LISTED ENTRIES:
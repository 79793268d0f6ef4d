//! Small spreadsheet tools: a weekly timesheet generator plus two cell
//! read/write demos, all backed by `umya-spreadsheet` and `calamine`.

pub mod cell_ref;
pub mod cells;
pub mod layout;
pub mod render;
pub mod styles;
pub mod timesheet;

use tracing_subscriber::{EnvFilter, fmt, prelude::*};

/// Installs the `fmt` subscriber, filtered by `RUST_LOG`.
pub fn init_logging() {
    tracing_subscriber::registry()
        .with(fmt::layer().with_writer(std::io::stderr))
        .with(EnvFilter::from_default_env())
        .init();
}
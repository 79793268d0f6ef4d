/// Column letter for a 0-based column index, `A` through `Z` only.
///
/// The timesheet never goes past column `L`; anything beyond `Z` would need
/// two letters and is rejected instead of being widened here.
pub fn column_letter(column: usize) -> char {
    assert!(
        column < 26,
        "column index {column} has no single-letter name"
    );
    (b'A' + column as u8) as char
}

/// A1-style reference from a 0-based column and a 1-based row number.
pub fn cell_ref(column: usize, row_1_based: usize) -> String {
    format!("{}{}", column_letter(column), row_1_based)
}

/// `C3:I3` style range between two references.
pub fn range_ref(from: (usize, usize), to: (usize, usize)) -> String {
    format!("{}:{}", cell_ref(from.0, from.1), cell_ref(to.0, to.1))
}
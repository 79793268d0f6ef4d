fn main() {
    xltools::init_logging();
    if let Err(err) = xltools::timesheet::run(std::env::args_os()) {
        eprintln!("生成考勤表时出错: {err:#}");
        std::process::exit(1);
    }
}
#[derive(Debug, Clone, PartialEq, Eq)]
pub enum Command {
    Help,
    Reload,
    Restore { world: Option<String> },
    DebrisInfo,
    Get { setting: String },
    Set { setting: String, value: String },
    Items { add: bool, item: String },
    Progress { opt_out: bool },
}
impl Command {
    /// Parses the words after the command name. Bad input comes back as the usage line to show.
    pub fn parse(args: &[&str]) -> Result<Self, Message> {
        let Some(sub) = args.first() else { return Ok(Command::Help) };
        Ok(match (sub.to_ascii_lowercase().as_str(), &args[1..]) {
            ("reload", _) => Command::Reload,
            ("restore-debris", rest) => Command::Restore { world: rest.first().map(|w| w.to_string()) },
            ("debris-info", _) => Command::DebrisInfo,
            ("get", [setting, ..]) => Command::Get { setting: setting.to_string() },
            ("get", []) => return Err(Message::error("Usage: /netherguard get <setting>")),
            ("set", [items, action, item, ..]) if items.eq_ignore_ascii_case(ITEMS_PATH) => {
                match action.to_ascii_lowercase().as_str() {
                    "add" => Command::Items { add: true, item: item.to_ascii_uppercase() },
                    "remove" => Command::Items { add: false, item: item.to_ascii_uppercase() },
                    other => return Err(Message::error(format!("Invalid action: {other}. Use 'add' or 'remove'."))),
                }
            }
            ("set", [items, ..]) if items.eq_ignore_ascii_case(ITEMS_PATH) => {
                return Err(Message::error("Usage: /netherguard set detection.items <add|remove> <item>"))
            }
            ("set", [setting, value, ..]) => Command::Set { setting: setting.to_string(), value: value.to_string() },
            ("set", _) => return Err(Message::error("Usage: /netherguard set <setting> <value>")),
            ("progress", [choice, ..]) if choice.eq_ignore_ascii_case("opt-out") => Command::Progress { opt_out: true },
            ("progress", [choice, ..]) if choice.eq_ignore_ascii_case("opt-in") => Command::Progress { opt_out: false },
            ("progress", _) => return Err(Message::error("Usage: /netherguard progress <opt-out|opt-in>")),
            _ => Command::Help,
        })
    }
}
use super::*;
use parking_lot::Mutex;

enum Job {
    Once(Task),
    Repeating { period: u32, task: RepeatingTask },
}
struct Timer {
    due: u64,
    handle: TaskHandle,
    job: Job,
}

/// A single simulation thread: tasks only run when the owner calls [`TickScheduler::tick`].
#[derive(Default)]
pub struct TickScheduler {
    tick: Mutex<u64>,
    timers: Mutex<Vec<Timer>>,
}
impl TickScheduler {
    pub fn new() -> Self {
        Self::default()
    }
    pub fn current_tick(&self) -> u64 {
        *self.tick.lock()
    }
    pub fn pending(&self) -> usize {
        self.timers.lock().iter().filter(|t| !t.handle.is_cancelled()).count()
    }
    fn push(&self, delay_ticks: u32, handle: TaskHandle, job: Job) {
        // a task scheduled for "now" lands on the next tick, never the one being run
        let due = self.current_tick() + delay_ticks.max(1) as u64;
        self.timers.lock().push(Timer { due, handle, job });
    }
    /// Advances one tick and runs everything that fell due, returning how many ran.
    pub fn tick(&self) -> usize {
        let now = {
            let mut tick = self.tick.lock();
            *tick += 1;
            *tick
        };
        let due: Vec<Timer> = {
            let mut timers = self.timers.lock();
            let (due, waiting): (Vec<Timer>, Vec<Timer>) = core::mem::take(&mut *timers).into_iter().partition(|t| t.due <= now);
            *timers = waiting;
            due
        };
        let mut ran = 0;
        for Timer { handle, job, .. } in due {
            if handle.is_cancelled() {
                continue;
            }
            ran += 1;
            match job {
                Job::Once(task) => task(),
                Job::Repeating { period, mut task } => {
                    task(&handle);
                    if !handle.is_cancelled() {
                        let due = now + period.max(1) as u64;
                        self.timers.lock().push(Timer { due, handle, job: Job::Repeating { period, task } });
                    }
                }
            }
        }
        ran
    }
    pub fn tick_until(&self, mut done: impl FnMut() -> bool, max_ticks: u64) -> bool {
        for _ in 0..max_ticks {
            if done() {
                return true;
            }
            self.tick();
        }
        done()
    }
}
impl Scheduler for TickScheduler {
    fn run_later(&self, delay_ticks: u32, task: Task) -> TaskHandle {
        let handle = TaskHandle::new();
        self.push(delay_ticks, handle.clone(), Job::Once(task));
        handle
    }
    fn run_repeating(&self, delay_ticks: u32, period_ticks: u32, task: RepeatingTask) -> TaskHandle {
        let handle = TaskHandle::new();
        self.push(delay_ticks, handle.clone(), Job::Repeating { period: period_ticks, task });
        handle
    }
    fn run_async(&self, task: Task) -> TaskHandle {
        let handle = TaskHandle::new();
        spawn_async("netherguard-async", handle.clone(), task);
        handle
    }
    fn run_on_region(&self, _world: WorldId, _chunk: ChunkPos, task: Task) -> TaskHandle {
        self.run_later(0, task)
    }
}
impl std::fmt::Debug for TickScheduler {
    fn fmt(&self, f: &mut std::fmt::Formatter<'_>) -> std::fmt::Result {
        f.debug_struct("TickScheduler")
            .field("tick", &self.current_tick())
            .field("pending", &self.pending())
            .finish()
    }
}

#[cfg(test)]
mod tests {
    use super::*;
    use std::sync::atomic::AtomicUsize;

    #[test]
    fn repeating_task_cancels_itself() {
        let scheduler = TickScheduler::new();
        let runs = Arc::new(AtomicUsize::new(0));
        let counter = runs.clone();
        scheduler.run_repeating(
            1,
            2,
            Box::new(move |handle| {
                if counter.fetch_add(1, Ordering::SeqCst) == 2 {
                    handle.cancel();
                }
            }),
        );
        for _ in 0..20 {
            scheduler.tick();
        }
        assert_eq!(runs.load(Ordering::SeqCst), 3);
        assert_eq!(scheduler.pending(), 0);
    }

    #[test]
    fn tasks_scheduled_during_a_tick_wait_for_the_next() {
        let scheduler = Arc::new(TickScheduler::new());
        let runs = Arc::new(AtomicUsize::new(0));
        let (inner, counter) = (scheduler.clone(), runs.clone());
        scheduler.run_later(
            0,
            Box::new(move || {
                let counter = counter.clone();
                inner.run_later(0, Box::new(move || {
                    counter.fetch_add(1, Ordering::SeqCst);
                }));
            }),
        );
        assert_eq!(scheduler.tick(), 1);
        assert_eq!(runs.load(Ordering::SeqCst), 0);
        assert_eq!(scheduler.tick(), 1);
        assert_eq!(runs.load(Ordering::SeqCst), 1);
    }

    #[test]
    fn cancelled_tasks_never_run() {
        let scheduler = TickScheduler::new();
        let runs = Arc::new(AtomicUsize::new(0));
        let counter = runs.clone();
        let handle = scheduler.run_later(3, Box::new(move || {
            counter.fetch_add(1, Ordering::SeqCst);
        }));
        handle.cancel();
        for _ in 0..5 {
            scheduler.tick();
        }
        assert_eq!(runs.load(Ordering::SeqCst), 0);
    }
}
//! Where debris was converted, so it can be put back.
//!
//! Entries are grouped per world in insertion order with a set beside each list for
//! membership. The whole ledger is flushed to a YAML map of world id to `"x,y,z"`
//! strings; loading skips anything it can't read rather than failing.
use crate::prelude::*;
use crate::scheduler::Scheduler;
use dashmap::DashMap;
use parking_lot::Mutex;
use serde_yaml::Value;
use std::collections::{BTreeMap, HashMap, HashSet};
use std::path::{Path, PathBuf};
use std::sync::atomic::{AtomicBool, AtomicI64, Ordering};

pub const STORAGE_FILE: &str = "debris_storage.yml";

#[derive(Debug, Default)]
struct WorldEntries {
    order: Vec<BlockPos>,
    index: HashSet<BlockPos>,
    warned_full: bool,
}

#[derive(Debug)]
pub struct LocationLedger {
    worlds: DashMap<WorldId, WorldEntries>,
    capacity: AtomicI64,
    path: PathBuf,
    persist_enabled: AtomicBool,
    saving: AtomicBool,
    dirty: AtomicBool,
    /// Held while the file is written so overlapping saves never share the temp file.
    writing: Mutex<()>,
}
impl LocationLedger {
    /// `capacity` is per world; `-1` is unlimited.
    pub fn new(path: impl AsRef<Path>, capacity: i64) -> Self {
        Self {
            worlds: DashMap::new(),
            capacity: AtomicI64::new(capacity),
            path: path.as_ref().to_owned(),
            persist_enabled: AtomicBool::new(true),
            saving: AtomicBool::new(false),
            dirty: AtomicBool::new(false),
            writing: Mutex::new(()),
        }
    }
    pub fn path(&self) -> &Path {
        &self.path
    }
    pub fn set_capacity(&self, capacity: i64) {
        self.capacity.store(capacity, Ordering::Relaxed);
    }
    pub fn set_persistence(&self, enabled: bool) {
        self.persist_enabled.store(enabled, Ordering::Relaxed);
    }

    /// False if the location is already recorded or the world is full.
    pub fn add(&self, world: WorldId, pos: BlockPos) -> bool {
        let capacity = self.capacity.load(Ordering::Relaxed);
        let mut entries = self.worlds.entry(world).or_default();
        if entries.index.contains(&pos) {
            return false;
        }
        if capacity >= 0 && entries.order.len() as i64 >= capacity {
            if !entries.warned_full {
                entries.warned_full = true;
                log::warn!("debris ledger for world {world} is full ({capacity} locations), not recording more");
            }
            return false;
        }
        entries.index.insert(pos);
        entries.order.push(pos);
        true
    }
    pub fn contains(&self, world: WorldId, pos: BlockPos) -> bool {
        self.worlds.get(&world).map_or(false, |e| e.index.contains(&pos))
    }
    pub fn remove(&self, world: WorldId, pos: BlockPos) -> bool {
        let Some(mut entries) = self.worlds.get_mut(&world) else { return false };
        if !entries.index.remove(&pos) {
            return false;
        }
        entries.order.retain(|p| *p != pos);
        entries.warned_full = false;
        true
    }
    pub fn remove_all(&self, locations: &[(WorldId, BlockPos)]) -> usize {
        let mut by_world: HashMap<WorldId, HashSet<BlockPos>> = HashMap::new();
        for (world, pos) in locations {
            by_world.entry(*world).or_default().insert(*pos);
        }
        let mut removed = 0;
        for (world, positions) in by_world {
            let Some(mut entries) = self.worlds.get_mut(&world) else { continue };
            let before = entries.order.len();
            entries.order.retain(|p| !positions.contains(p));
            let WorldEntries { order, index, warned_full } = &mut *entries;
            index.retain(|p| !positions.contains(p));
            *warned_full = false;
            removed += before - order.len();
        }
        removed
    }
    pub fn count_all(&self) -> usize {
        self.worlds.iter().map(|e| e.order.len()).sum()
    }
    pub fn count_in_scope(&self, world: WorldId) -> usize {
        self.worlds.get(&world).map_or(0, |e| e.order.len())
    }
    pub fn worlds(&self) -> Vec<WorldId> {
        self.worlds.iter().filter(|e| !e.order.is_empty()).map(|e| *e.key()).collect()
    }
    /// Entries in insertion order per world, every world when `scope` is `None`.
    pub fn enumerate(&self, scope: Option<WorldId>) -> Vec<(WorldId, BlockPos)> {
        match scope {
            Some(world) => self
                .worlds
                .get(&world)
                .map(|e| e.order.iter().map(|p| (world, *p)).collect())
                .unwrap_or_default(),
            None => self
                .worlds
                .iter()
                .flat_map(|e| {
                    let world = *e.key();
                    e.order.iter().map(|p| (world, *p)).collect::<Vec<_>>()
                })
                .collect(),
        }
    }

    fn snapshot(&self) -> BTreeMap<String, Vec<String>> {
        self.worlds
            .iter()
            .filter(|e| !e.order.is_empty())
            .map(|e| (e.key().to_string(), e.order.iter().map(|p| p.to_string()).collect()))
            .collect()
    }
    /// Writes the ledger out now. The snapshot is taken per world, so concurrent adds
    /// either make it into this file or the next one.
    pub fn persist(&self) -> Result<()> {
        if !self.persist_enabled.load(Ordering::Relaxed) {
            return Ok(());
        }
        let _writing = self.writing.lock();
        let yaml = serde_yaml::to_string(&self.snapshot())?;
        if let Some(parent) = self.path.parent() {
            std::fs::create_dir_all(parent)?;
        }
        let tmp = self.path.with_extension("yml.tmp");
        std::fs::write(&tmp, yaml)?;
        std::fs::rename(&tmp, &self.path)?;
        log::trace!("saved {} debris locations to {}", self.count_all(), self.path.display());
        Ok(())
    }
    /// Queues a save on the async lane. Requests arriving while one is running
    /// collapse into a single follow-up save.
    pub fn persist_async(self: &Arc<Self>, scheduler: &dyn Scheduler) {
        self.dirty.store(true, Ordering::Release);
        if self.saving.compare_exchange(false, true, Ordering::AcqRel, Ordering::Acquire).is_err() {
            return;
        }
        let ledger = self.clone();
        scheduler.run_async(Box::new(move || loop {
            while ledger.dirty.swap(false, Ordering::AcqRel) {
                if let Err(e) = ledger.persist() {
                    log::error!("could not save {}: {e}", ledger.path.display());
                }
            }
            ledger.saving.store(false, Ordering::Release);
            // someone may have asked between the last check and clearing the flag
            if !ledger.dirty.load(Ordering::Acquire)
                || ledger.saving.compare_exchange(false, true, Ordering::AcqRel, Ordering::Acquire).is_err()
            {
                break;
            }
        }));
    }
    pub fn is_saving(&self) -> bool {
        self.saving.load(Ordering::Acquire)
    }

    /// Replaces the in-memory ledger with the file's contents, creating an empty file
    /// if there is none. Returns how many locations were read.
    pub fn load(&self) -> Result<usize> {
        if !self.path.exists() {
            if let Some(parent) = self.path.parent() {
                std::fs::create_dir_all(parent)?;
            }
            std::fs::write(&self.path, "")?;
            self.worlds.clear();
            return Ok(0);
        }
        let text = std::fs::read_to_string(&self.path)?;
        let root: Value = serde_yaml::from_str(&text)?;
        self.worlds.clear();
        let map = match root {
            Value::Null => return Ok(0),
            Value::Mapping(map) => map,
            other => {
                log::warn!("{} should map world ids to locations, found {other:?}", self.path.display());
                return Ok(0);
            }
        };
        let mut loaded = 0;
        for (key, locations) in map {
            let world = match key.as_str().map(str::parse::<WorldId>) {
                Some(Ok(world)) => world,
                _ => {
                    log::warn!("skipping debris entries under invalid world id {key:?}");
                    continue;
                }
            };
            let Value::Sequence(locations) = locations else {
                log::warn!("skipping world {world}: locations should be a list");
                continue;
            };
            let mut entries = self.worlds.entry(world).or_default();
            for location in locations {
                let parsed = match &location {
                    Value::String(s) => s.parse::<BlockPos>(),
                    other => Err(Error::InvalidLocation(format!("{other:?}"))),
                };
                match parsed {
                    Ok(pos) => {
                        if entries.index.insert(pos) {
                            entries.order.push(pos);
                            loaded += 1;
                        }
                    }
                    Err(e) => log::warn!("skipping debris entry in world {world}: {e}"),
                }
            }
        }
        log::info!("loaded {loaded} debris locations from {}", self.path.display());
        Ok(loaded)
    }
}

#[cfg(test)]
mod tests {
    use super::*;
    use crate::scheduler::TickScheduler;

    fn ledger(capacity: i64) -> (tempfile::TempDir, LocationLedger) {
        let dir = tempfile::tempdir().unwrap();
        let ledger = LocationLedger::new(dir.path().join(STORAGE_FILE), capacity);
        (dir, ledger)
    }

    #[test]
    fn add_is_idempotent() {
        let (_dir, ledger) = ledger(-1);
        let world = WorldId::random();
        assert!(ledger.add(world, V3(1, 2, 3)));
        assert!(!ledger.add(world, V3(1, 2, 3)));
        assert_eq!(ledger.count_in_scope(world), 1);
        assert!(ledger.contains(world, V3(1, 2, 3)));
        assert!(!ledger.contains(WorldId::random(), V3(1, 2, 3)));
    }

    #[test]
    fn capacity_rejects_new_locations() {
        let (_dir, ledger) = ledger(2);
        let (world, other) = (WorldId::random(), WorldId::random());
        assert!(ledger.add(world, V3(0, 0, 0)));
        assert!(ledger.add(world, V3(0, 0, 1)));
        assert!(!ledger.add(world, V3(0, 0, 2)));
        assert_eq!(ledger.count_in_scope(world), 2);
        // the oldest entries stay
        assert!(ledger.contains(world, V3(0, 0, 0)));
        // the limit is per world
        assert!(ledger.add(other, V3(0, 0, 2)));
        assert!(ledger.remove(world, V3(0, 0, 0)));
        assert!(ledger.add(world, V3(0, 0, 2)));
    }

    #[test]
    fn enumerate_respects_scope_and_order() {
        let (_dir, ledger) = ledger(-1);
        let (a, b) = (WorldId::random(), WorldId::random());
        for z in 0..3 {
            ledger.add(a, V3(0, 0, z));
        }
        ledger.add(b, V3(9, 9, 9));
        assert_eq!(ledger.enumerate(Some(a)), vec![(a, V3(0, 0, 0)), (a, V3(0, 0, 1)), (a, V3(0, 0, 2))]);
        assert_eq!(ledger.enumerate(None).len(), 4);
        assert_eq!(ledger.count_all(), 4);
        assert_eq!(ledger.remove_all(&[(a, V3(0, 0, 1)), (b, V3(9, 9, 9)), (b, V3(1, 1, 1))]), 2);
        assert_eq!(ledger.enumerate(None), vec![(a, V3(0, 0, 0)), (a, V3(0, 0, 2))]);
        assert!(!ledger.contains(a, V3(0, 0, 1)));
        assert_eq!(ledger.worlds(), vec![a]);
    }

    #[test]
    fn persist_then_load() {
        let (_dir, ledger) = ledger(-1);
        let world = WorldId::random();
        ledger.add(world, V3(-5, 12, 40));
        ledger.add(world, V3(7, 8, 9));
        ledger.persist().unwrap();

        let reloaded = LocationLedger::new(ledger.path(), -1);
        assert_eq!(reloaded.load().unwrap(), 2);
        assert_eq!(reloaded.enumerate(Some(world)), ledger.enumerate(Some(world)));
    }

    #[test]
    fn load_skips_malformed_entries() {
        let (_dir, ledger) = ledger(-1);
        let world = WorldId::random();
        std::fs::write(
            ledger.path(),
            format!("not-a-uuid:\n  - 1,2,3\n{world}:\n  - 1,2,3\n  - 1,2\n  - x,y,z\n  - 4,5,6\n  - 1,2,3\n  - 17\n"),
        )
        .unwrap();
        assert_eq!(ledger.load().unwrap(), 2);
        assert_eq!(ledger.enumerate(None), vec![(world, V3(1, 2, 3)), (world, V3(4, 5, 6))]);
    }

    #[test]
    fn load_creates_missing_file() {
        let (_dir, ledger) = ledger(-1);
        assert_eq!(ledger.load().unwrap(), 0);
        assert!(ledger.path().exists());
        assert_eq!(ledger.load().unwrap(), 0);
    }

    #[test]
    fn disabled_persistence_writes_nothing() {
        let (_dir, ledger) = ledger(-1);
        ledger.set_persistence(false);
        ledger.add(WorldId::random(), V3(1, 1, 1));
        ledger.persist().unwrap();
        assert!(!ledger.path().exists());
    }

    #[test]
    fn async_saves_collapse() {
        let (_dir, ledger) = ledger(-1);
        let ledger = Arc::new(ledger);
        let scheduler = TickScheduler::new();
        let world = WorldId::random();
        for x in 0..20 {
            ledger.add(world, V3(x, 0, 0));
            ledger.persist_async(&scheduler);
        }
        let deadline = time::Instant::now() + time::Duration::from_secs(5);
        while ledger.is_saving() && time::Instant::now() < deadline {
            std::thread::sleep(time::Duration::from_millis(5));
        }
        let reloaded = LocationLedger::new(ledger.path(), -1);
        assert_eq!(reloaded.load().unwrap(), 20);
    }
}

BRIEF:
What is needed here is how many lines of the entries contain "reloaded"; give that number alone.

SOLUTION TO THE EXERCISE:
5